Pizza and the (Cartesian) Devil

I brought some fun stuff with me to an outreach event for the Science Factory this past Wednesday at Cosmic Pizza (really good pizza, by the way). My demons are thick crust pizza slices with extra sauce, extra cheese, black olives and red onions. My devil is a little bent straw with a rubber band and a few paper clips partially submerged in a soda bottle of tap water dyed red. This is the coolest little science toy. I made one to keep at home.

The Devil’s apparatus (and how it works): I explain in the video, increasing pressure on the sides of the bottle reduces volume inside the bottle, increasing pressure on the water (Pascal’s Law), which increases pressure on the air bubble inside the devil. This air bubble maintains neutral buoyancy (Archimede’s Principle) when the bottle is at its normal state (un-squeezed). When pressure on the bubble increase from squeezing the bottle, the volume of the bubble compresses, making a smaller bubble. This smaller bubble isn’t large enough to maintain neutral buoyancy, and instead, the devil becomes negatively buoyant, or it sinks. Releasing the sides of the bottle allow the volume of the bottle, the liquid, and the air bubble to expand again, and the devil becomes neutrally buoyant.

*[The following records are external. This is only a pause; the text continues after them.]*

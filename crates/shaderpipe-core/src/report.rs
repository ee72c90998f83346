//! Error reporter: turns tool failures into ordinary step results.

use crate::result::{StepOutput, StepResult};
use crate::tool::ToolError;

/// Build the failure result for a tool that could not produce output.
///
/// The result carries no pipeable output and exactly one error entry holding
/// the raw diagnostics, so a pipeline that needs to continue past this step
/// stops with `NoPipeableOutput`.
pub fn failure_result(error: &ToolError) -> StepResult {
    StepResult::terminal(vec![StepOutput::error(error.diagnostics())]).with_selected_output(0)
}
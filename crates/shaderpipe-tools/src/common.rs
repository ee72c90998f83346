//! Parameters shared by several adapters.

use shaderpipe_core::{BoundArguments, ParameterSpec, ToolError};

pub const ENTRY_POINT: &str = "EntryPoint";
pub const SHADER_STAGE: &str = "ShaderStage";
pub const TARGET_PROFILE: &str = "TargetProfile";
pub const DISABLE_OPTIMIZATIONS: &str = "DisableOptimizations";
pub const OPTIMIZATION_LEVEL: &str = "OptimizationLevel";
pub const EXTRA_OPTIONS: &str = "ExtraOptions";
pub const VERSION: &str = "Version";

/// The version every tool has: whatever `[tools]` resolves without a version.
pub const TRUNK: &str = "trunk";

/// Pipeline stages, named as glslang names them.
pub const SHADER_STAGES: [&str; 6] = ["vert", "tesc", "tese", "geom", "frag", "comp"];

pub fn entry_point(default: &str) -> ParameterSpec {
    ParameterSpec::string(ENTRY_POINT, default).with_description("Entry point function name")
}

pub fn shader_stage() -> ParameterSpec {
    ParameterSpec::choice(SHADER_STAGE, SHADER_STAGES, "frag").with_description("Shader stage")
}

pub fn disable_optimizations() -> ParameterSpec {
    ParameterSpec::boolean(DISABLE_OPTIMIZATIONS, false)
        .with_description("Compile without optimizations")
}

pub fn optimization_level(default: i64) -> ParameterSpec {
    ParameterSpec::integer_in(OPTIMIZATION_LEVEL, 0, 3, default)
        .with_description("Optimization level (ignored when optimizations are disabled)")
}

pub fn extra_options() -> ParameterSpec {
    ParameterSpec::string(EXTRA_OPTIONS, "")
        .with_description("Additional command-line options, separated by whitespace")
}

/// Tool version selector; `allowed` must contain [`TRUNK`].
pub fn version<I, S>(allowed: I) -> ParameterSpec
where
    I: IntoIterator<Item = S>,
    S: Into<String>,
{
    ParameterSpec::choice(VERSION, allowed, TRUNK).with_description("Tool version to run")
}

/// The `ExtraOptions` argument split into individual options.
pub fn split_extra_options(args: &BoundArguments) -> Result<Vec<String>, ToolError> {
    Ok(args
        .string(EXTRA_OPTIONS)?
        .split_whitespace()
        .map(String::from)
        .collect())
}

#[cfg(test)]
mod tests {
    use std::collections::HashMap;

    use shaderpipe_core::bind;

    use super::*;

    #[test]
    fn test_split_extra_options() {
        let schema = [extra_options()];
        let raw = HashMap::from([(
            EXTRA_OPTIONS.to_string(),
            "  -Zpr   -Gis\t-WX ".to_string(),
        )]);
        let args = bind(&schema, &raw).unwrap();
        assert_eq!(split_extra_options(&args).unwrap(), vec!["-Zpr", "-Gis", "-WX"]);

        let args = bind(&schema, &HashMap::new()).unwrap();
        assert!(split_extra_options(&args).unwrap().is_empty());
    }

    #[test]
    fn test_version_defaults_to_trunk() {
        let schema = [version([TRUNK, "6.2.0"])];
        let args = bind(&schema, &HashMap::new()).unwrap();
        assert_eq!(args.string(VERSION).unwrap(), TRUNK);

        let raw = HashMap::from([(VERSION.to_string(), "6.2.0".to_string())]);
        assert_eq!(bind(&schema, &raw).unwrap().string(VERSION).unwrap(), "6.2.0");

        let raw = HashMap::from([(VERSION.to_string(), "7.0.0".to_string())]);
        let err = bind(&schema, &raw).unwrap_err();
        assert_eq!(err.name, VERSION);
        assert_eq!(err.raw_value, "7.0.0");
    }

    #[test]
    fn test_stage_default_is_fragment() {
        assert_eq!(shader_stage().default, "frag");
    }
}
//! Shader tool adapters for shaderpipe.
//!
//! Each adapter wraps one external executable behind the
//! [`ShaderTool`](shaderpipe_core::ShaderTool) trait: it writes its input to a
//! scoped [`Workspace`], runs the executable through the [`ProcessRunner`],
//! and reads back the files the tool produced.
//!
//! | tool          | input        | pipeable output        |
//! |---------------|--------------|------------------------|
//! | `fxc`         | HLSL         | DXBC                   |
//! | `dxc`         | HLSL         | DXIL or SPIR-V         |
//! | `glslang`     | GLSL, HLSL   | SPIR-V                 |
//! | `spirv-cross` | SPIR-V       | GLSL, HLSL or Metal    |
//! | `hlslcc`      | DXBC         | GLSL or Metal          |
//! | `mali`        | GLSL, SPIR-V | none (report only)     |

pub mod common;
pub mod dxc;
pub mod fxc;
pub mod glslang;
pub mod hlslcc;
pub mod mali;
pub mod process;
pub mod spirv_cross;
pub mod toolchain;
pub mod workspace;

use std::sync::Arc;

use shaderpipe_config::ToolsSection;
use shaderpipe_core::{Result, ToolRegistry};

pub use dxc::Dxc;
pub use fxc::Fxc;
pub use glslang::Glslang;
pub use hlslcc::HlslCc;
pub use mali::Mali;
pub use process::{ProcessOutput, ProcessRunner};
pub use spirv_cross::SpirvCross;
pub use toolchain::Toolchain;
pub use workspace::Workspace;

/// `(tool name, default executable name)` for every built-in adapter.
pub const BUILTIN_TOOLS: [(&str, &str); 6] = [
    (fxc::NAME, fxc::EXECUTABLE),
    (dxc::NAME, dxc::EXECUTABLE),
    (glslang::NAME, glslang::EXECUTABLE),
    (spirv_cross::NAME, spirv_cross::EXECUTABLE),
    (hlslcc::NAME, hlslcc::EXECUTABLE),
    (mali::NAME, mali::EXECUTABLE),
];

/// Register every built-in adapter, sharing one toolchain.
pub fn register_builtin(registry: &mut ToolRegistry, toolchain: Arc<Toolchain>) -> Result<()> {
    registry.register(Fxc::new(Arc::clone(&toolchain)))?;
    registry.register(Dxc::new(Arc::clone(&toolchain)))?;
    registry.register(Glslang::new(Arc::clone(&toolchain)))?;
    registry.register(SpirvCross::new(Arc::clone(&toolchain)))?;
    registry.register(HlslCc::new(Arc::clone(&toolchain)))?;
    registry.register(Mali::new(toolchain))?;
    Ok(())
}

/// A registry holding all built-in adapters configured from `[tools]`.
pub fn default_registry(tools: &ToolsSection) -> Result<ToolRegistry> {
    let mut registry = ToolRegistry::new();
    register_builtin(&mut registry, Arc::new(Toolchain::from_config(tools)))?;
    Ok(registry)
}
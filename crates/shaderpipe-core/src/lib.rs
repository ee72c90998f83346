//! Compilation pipeline orchestrator for shader tools.
//!
//! A caller submits a source artifact plus an ordered list of steps, each
//! naming a registered tool and a bag of raw arguments. The [`Pipeline`]
//! validates the chain, runs each tool in turn, and returns one
//! [`StepResult`] per step: the pipeable artifact handed to the next step and
//! the auxiliary outputs (disassembly, AST dumps, errors) meant for a human.
//!
//! # Architecture
//!
//! ```text
//! ┌──────────────────────────────────────────────────────────┐
//! │  Pipeline                                                │
//! │  - plan: resolve tools, bind arguments, check chaining   │
//! │  - execute: run steps in order, thread pipeable output   │
//! └────────────┬───────────────────────────┬─────────────────┘
//!              │                           │
//!      ┌───────▼────────┐         ┌────────▼────────┐
//!      │  ToolRegistry  │         │  executor       │
//!      │  name → tool   │         │  ToolError →    │
//!      │                │         │  failure result │
//!      └───────┬────────┘         └─────────────────┘
//!              │
//!      ┌───────▼────────┐
//!      │  dyn ShaderTool│  (fxc, dxc, glslang, ...)
//!      └────────────────┘
//! ```

pub mod artifact;
pub mod definition;
pub mod error;
pub mod executor;
pub mod language;
pub mod library;
pub mod parameter;
pub mod pipeline;
pub mod registry;
pub mod report;
pub mod result;
pub mod tool;

pub use artifact::{CodeType, Payload, ShaderCode};
pub use definition::{PipelineDefinition, PipelineFile};
pub use error::{PipelineError, Result};
pub use executor::execute;
pub use library::{LoadEvent, LoadedPipeline, PipelineLibrary};
pub use parameter::{
    ArgumentValue, BoundArguments, OUTPUT_LANGUAGE, ParameterError, ParameterKind, ParameterSpec,
    bind,
};
pub use pipeline::{CompilationStep, Pipeline, Plan, PlannedStep};
pub use registry::ToolRegistry;
pub use report::failure_result;
pub use result::{OutputKind, StepOutput, StepResult};
pub use tool::{ShaderTool, ToolDescriptor, ToolError};
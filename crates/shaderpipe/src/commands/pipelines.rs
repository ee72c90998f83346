//! Pipelines command - list the pipeline library.

use anyhow::Result;
use clap::Args;
use console::{Style, style};
use serde::Serialize;
use shaderpipe_core::LoadEvent;

use super::Context;

/// Arguments for the pipelines command.
#[derive(Args, Debug)]
pub struct PipelinesArgs {
    /// Show each pipeline's steps and arguments
    #[arg(short, long)]
    pub detailed: bool,
}

#[derive(Debug, Serialize)]
struct PipelineInfo<'a> {
    name: &'a str,
    description: &'a str,
    language: Option<&'a str>,
    path: String,
    steps: Vec<&'a str>,
}

#[derive(Debug, Serialize)]
struct PipelinesOutput<'a> {
    dir: Option<String>,
    pipelines: Vec<PipelineInfo<'a>>,
    errors: Vec<String>,
}

/// Run the pipelines command.
pub async fn run(args: PipelinesArgs, ctx: &Context) -> Result<()> {
    let dir = ctx.loaded.config.pipelines().dir;
    let (library, events) = ctx.library();

    let errors: Vec<String> = events
        .iter()
        .filter_map(|event| match event {
            LoadEvent::Error { path, error } => Some(format!("{}: {}", path.display(), error)),
            LoadEvent::Loaded { .. } => None,
        })
        .collect();

    if ctx.json_output {
        let output = PipelinesOutput {
            dir: dir.as_ref().map(|d| d.display().to_string()),
            pipelines: library
                .iter()
                .map(|loaded| PipelineInfo {
                    name: &loaded.definition.name,
                    description: &loaded.definition.description,
                    language: loaded.definition.language.as_deref(),
                    path: loaded.path.display().to_string(),
                    steps: loaded.definition.steps.iter().map(|s| s.tool.as_str()).collect(),
                })
                .collect(),
            errors,
        };
        println!("{}", serde_json::to_string_pretty(&output)?);
        return Ok(());
    }

    let Some(dir) = dir else {
        println!("No pipeline directory configured.");
        println!("Set [pipelines] dir in shaderpipe.toml to use named pipelines.");
        return Ok(());
    };

    let dim = Style::new().dim();
    println!();
    println!("{} {}", style("Pipelines in").bold(), dir.display());
    println!("{}", dim.apply_to("─".repeat(40)));

    if library.is_empty() {
        println!("  (none)");
    }

    for loaded in library.iter() {
        let def = &loaded.definition;
        let chain: Vec<&str> = def.steps.iter().map(|s| s.tool.as_str()).collect();
        println!(
            "  {:<20} {}",
            style(&def.name).cyan(),
            chain.join(" → ")
        );
        if !def.description.is_empty() {
            println!("  {:<20} {}", "", dim.apply_to(&def.description));
        }

        if args.detailed {
            if let Some(ref language) = def.language {
                println!("  {:<20} input: {}", "", language);
            }
            for (index, step) in def.steps.iter().enumerate() {
                let mut arguments: Vec<String> = step
                    .arguments
                    .iter()
                    .map(|(k, v)| format!("{k}={v}"))
                    .collect();
                arguments.sort();
                println!(
                    "  {:<20} {}. {} {}",
                    "",
                    index + 1,
                    step.tool,
                    dim.apply_to(arguments.join(", "))
                );
            }
        }
    }

    if !errors.is_empty() {
        let red = Style::new().red();
        println!();
        println!("{}", red.apply_to("Errors:"));
        for error in &errors {
            println!("  ⚠ {}", error);
        }
    }
    println!();

    Ok(())
}
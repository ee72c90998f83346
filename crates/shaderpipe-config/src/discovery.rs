//! Config file discovery and layered merging.
//!
//! Resolution order (later overrides earlier):
//! 1. `~/.config/shaderpipe/config.toml` (user config)
//! 2. `./shaderpipe.toml` (project-local)
//! 3. CLI arguments (handled externally)

use std::path::{Path, PathBuf};

use crate::{ConfigError, Result, ShaderpipeConfig};

/// Default config filename for project-local config.
const PROJECT_CONFIG_FILE: &str = "shaderpipe.toml";

/// Default config filename within the user config directory.
const USER_CONFIG_FILE: &str = "config.toml";

/// Application name for user directory resolution.
const APP_NAME: &str = "shaderpipe";

/// Environment variable to override the user config directory.
const CONFIG_DIR_ENV: &str = "SHADERPIPE_CONFIG_DIR";

/// Tracks where each config layer was loaded from.
#[derive(Debug, Clone)]
pub struct ConfigSource {
    /// Path to the config file.
    pub path: PathBuf,
    /// Whether the file was found and loaded.
    pub loaded: bool,
}

/// Result of config discovery and loading.
#[derive(Debug, Clone)]
pub struct LoadedConfig {
    /// The merged configuration.
    pub config: ShaderpipeConfig,
    /// Sources that were checked, in order of precedence (lowest first).
    pub sources: Vec<ConfigSource>,
    /// Warnings generated during loading (unreadable layers, odd values).
    pub warnings: Vec<String>,
}

impl LoadedConfig {
    /// Get paths of sources that were actually loaded.
    pub fn loaded_from(&self) -> Vec<&Path> {
        self.sources
            .iter()
            .filter(|s| s.loaded)
            .map(|s| s.path.as_path())
            .collect()
    }
}

/// Load configuration by discovering and merging all config layers.
///
/// Searches for config files in order:
/// 1. User config dir (`SHADERPIPE_CONFIG_DIR` env, or platform default)
/// 2. Project-local (`./shaderpipe.toml` or specified project dir)
pub fn load_config(project_dir: Option<&Path>) -> Result<LoadedConfig> {
    load_config_with_options(project_dir, None)
}

/// Load configuration with explicit control over the user config directory.
///
/// `config_dir` overrides both `SHADERPIPE_CONFIG_DIR` and the platform default.
pub fn load_config_with_options(
    project_dir: Option<&Path>,
    config_dir: Option<&Path>,
) -> Result<LoadedConfig> {
    let mut config = ShaderpipeConfig::new();
    let mut sources = Vec::new();
    let mut warnings = Vec::new();

    let user_config_path = match config_dir {
        Some(dir) => Some(dir.join(USER_CONFIG_FILE)),
        None => user_config_path(),
    };
    if let Some(path) = user_config_path {
        sources.push(load_layer(&mut config, &path, &mut warnings));
    }

    let project_path = project_dir
        .map(|d| d.join(PROJECT_CONFIG_FILE))
        .unwrap_or_else(|| PathBuf::from(PROJECT_CONFIG_FILE));
    sources.push(load_layer(&mut config, &project_path, &mut warnings));

    check_values(&config, &mut warnings);

    Ok(LoadedConfig {
        config,
        sources,
        warnings,
    })
}

/// Load config from a specific file path (no discovery).
pub fn load_config_file(path: &Path) -> Result<ShaderpipeConfig> {
    let contents = std::fs::read_to_string(path).map_err(|e| ConfigError::ReadFile {
        path: path.display().to_string(),
        source: e,
    })?;
    ShaderpipeConfig::from_toml(&contents)
}

/// Save configuration to a file.
///
/// Creates parent directories if they don't exist.
pub fn save_config(config: &ShaderpipeConfig, path: &Path) -> Result<()> {
    if let Some(parent) = path.parent() {
        std::fs::create_dir_all(parent).map_err(|e| ConfigError::WriteFile {
            path: parent.display().to_string(),
            source: e,
        })?;
    }

    let contents = config.to_toml()?;
    std::fs::write(path, contents).map_err(|e| ConfigError::WriteFile {
        path: path.display().to_string(),
        source: e,
    })?;

    Ok(())
}

/// Path of the user config file.
pub fn user_config_path() -> Option<PathBuf> {
    user_config_dir().map(|d| d.join(USER_CONFIG_FILE))
}

/// The user config directory.
///
/// Checks `SHADERPIPE_CONFIG_DIR` first, then falls back to the platform
/// default (`~/.config/shaderpipe` on Linux).
pub fn user_config_dir() -> Option<PathBuf> {
    if let Ok(dir) = std::env::var(CONFIG_DIR_ENV)
        && !dir.is_empty()
    {
        return Some(PathBuf::from(dir));
    }
    dirs::config_dir().map(|d| d.join(APP_NAME))
}

/// Try to load a config file and merge it into the existing config.
///
/// A missing file is skipped silently; an unreadable one becomes a warning.
fn load_layer(config: &mut ShaderpipeConfig, path: &Path, warnings: &mut Vec<String>) -> ConfigSource {
    if !path.is_file() {
        return ConfigSource {
            path: path.to_path_buf(),
            loaded: false,
        };
    }

    match load_config_file(path) {
        Ok(layer) => {
            config.merge(layer);
            ConfigSource {
                path: path.to_path_buf(),
                loaded: true,
            }
        }
        Err(e) => {
            warnings.push(format!("Failed to load {}: {}", path.display(), e));
            ConfigSource {
                path: path.to_path_buf(),
                loaded: false,
            }
        }
    }
}

fn check_values(config: &ShaderpipeConfig, warnings: &mut Vec<String>) {
    if let Some(ref tools) = config.tools {
        if tools.timeout_secs == 0 {
            warnings.push("[tools] timeout_secs is 0; every tool invocation will time out".into());
        }
        if let Some(ref dir) = tools.binaries_dir
            && !dir.is_dir()
        {
            warnings.push(format!(
                "[tools] binaries_dir '{}' does not exist",
                dir.display()
            ));
        }
        if tools.binaries_dir.is_none() && tools.versions.values().any(|v| !v.is_empty()) {
            warnings.push(
                "[tools.versions] is ignored without [tools] binaries_dir; only trunk is available"
                    .into(),
            );
        }
    }
}

// ─────────────────────────────────────────────────────────────────────────────
// Tests
// ─────────────────────────────────────────────────────────────────────────────

#[cfg(test)]
mod tests {
    use super::*;
    use std::fs;
    use tempfile::TempDir;

    #[test]
    fn test_user_config_path_shape() {
        if let Some(p) = user_config_path() {
            assert!(p.ends_with("config.toml"));
        }
    }

    #[test]
    fn test_load_config_file() {
        let dir = TempDir::new().unwrap();
        let path = dir.path().join("config.toml");
        fs::write(&path, "[tools]\ntimeout_secs = 7\n").unwrap();

        let config = load_config_file(&path).unwrap();
        assert_eq!(config.tools().timeout_secs, 7);
    }

    #[test]
    fn test_load_config_file_not_found() {
        let err = load_config_file(Path::new("/nonexistent/config.toml")).unwrap_err();
        assert!(matches!(err, ConfigError::ReadFile { .. }));
    }

    #[test]
    fn test_load_config_invalid_toml() {
        let dir = TempDir::new().unwrap();
        let path = dir.path().join("config.toml");
        fs::write(&path, "this is not valid toml {{{{").unwrap();

        let err = load_config_file(&path).unwrap_err();
        assert!(matches!(err, ConfigError::Parse(_)));
    }

    #[test]
    fn test_load_config_no_files() {
        let dir = TempDir::new().unwrap();
        let empty_config_dir = TempDir::new().unwrap();
        let loaded =
            load_config_with_options(Some(dir.path()), Some(empty_config_dir.path())).unwrap();
        assert!(loaded.config.tools.is_none());
        assert!(loaded.loaded_from().is_empty());
        assert_eq!(loaded.sources.len(), 2);
    }

    #[test]
    fn test_project_overrides_user() {
        let user_dir = TempDir::new().unwrap();
        let project_dir = TempDir::new().unwrap();
        fs::write(
            user_dir.path().join("config.toml"),
            "[tools]\ntimeout_secs = 60\n[logging]\nlevel = \"warn\"\n",
        )
        .unwrap();
        fs::write(
            project_dir.path().join("shaderpipe.toml"),
            "[tools]\ntimeout_secs = 5\n",
        )
        .unwrap();

        let loaded =
            load_config_with_options(Some(project_dir.path()), Some(user_dir.path())).unwrap();
        assert_eq!(loaded.config.tools().timeout_secs, 5);
        assert_eq!(loaded.config.logging().level, "warn");
        assert_eq!(loaded.loaded_from().len(), 2);
    }

    #[test]
    fn test_malformed_layer_warns_but_continues() {
        let project_dir = TempDir::new().unwrap();
        let user_dir = TempDir::new().unwrap();
        fs::write(project_dir.path().join("shaderpipe.toml"), "not valid {{{{").unwrap();

        let loaded =
            load_config_with_options(Some(project_dir.path()), Some(user_dir.path())).unwrap();
        assert_eq!(loaded.warnings.len(), 1);
        assert!(loaded.warnings[0].contains("Failed to load"));
        assert!(loaded.loaded_from().is_empty());
    }

    #[test]
    fn test_suspicious_values_warn() {
        let project_dir = TempDir::new().unwrap();
        let user_dir = TempDir::new().unwrap();
        fs::write(
            project_dir.path().join("shaderpipe.toml"),
            "[tools]\ntimeout_secs = 0\nbinaries_dir = \"/definitely/not/here\"\n",
        )
        .unwrap();

        let loaded =
            load_config_with_options(Some(project_dir.path()), Some(user_dir.path())).unwrap();
        assert_eq!(loaded.warnings.len(), 2);
        assert!(loaded.warnings[0].contains("timeout_secs"));
        assert!(loaded.warnings[1].contains("binaries_dir"));
    }

    #[test]
    fn test_versions_without_binaries_dir_warn() {
        let project_dir = TempDir::new().unwrap();
        let user_dir = TempDir::new().unwrap();
        fs::write(
            project_dir.path().join("shaderpipe.toml"),
            "[tools.versions]\nmali = [\"6.2.0\"]\n",
        )
        .unwrap();

        let loaded =
            load_config_with_options(Some(project_dir.path()), Some(user_dir.path())).unwrap();
        assert_eq!(loaded.warnings.len(), 1);
        assert!(loaded.warnings[0].contains("[tools.versions]"));
        assert_eq!(loaded.config.tools().versions["mali"], vec!["6.2.0"]);
    }

    #[test]
    fn test_save_creates_parent_dirs() {
        let dir = TempDir::new().unwrap();
        let path = dir.path().join("nested").join("config.toml");

        let mut config = ShaderpipeConfig::new();
        config.logging = Some(crate::LoggingSection {
            level: "trace".into(),
            file_dir: None,
        });
        save_config(&config, &path).unwrap();

        let reloaded = load_config_file(&path).unwrap();
        assert_eq!(reloaded.logging().level, "trace");
    }
}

I also brought along some self-inflating exploding balloons! I put small amounts of dry ice into normal latex balloons, tied them off, and then placed the balloons into bowls of warm water (the warmer the water, the better the effect). The dry ice inside the balloons sublimated, creating carbon dioxide gas, which filled the ballons and inflated them. If there was enough dry ice in the balloon, and the water was warm enough, the carbon dioxide gas would fill the balloons so quickly, it would exceed the maximum volume capacity of the balloons and the balloons would pop! Sometimes this took a while and the balloons popped after we had forgotten about them. That scared some of the kids. Don’t worry. They were scared in the way where they wanted me to do it again.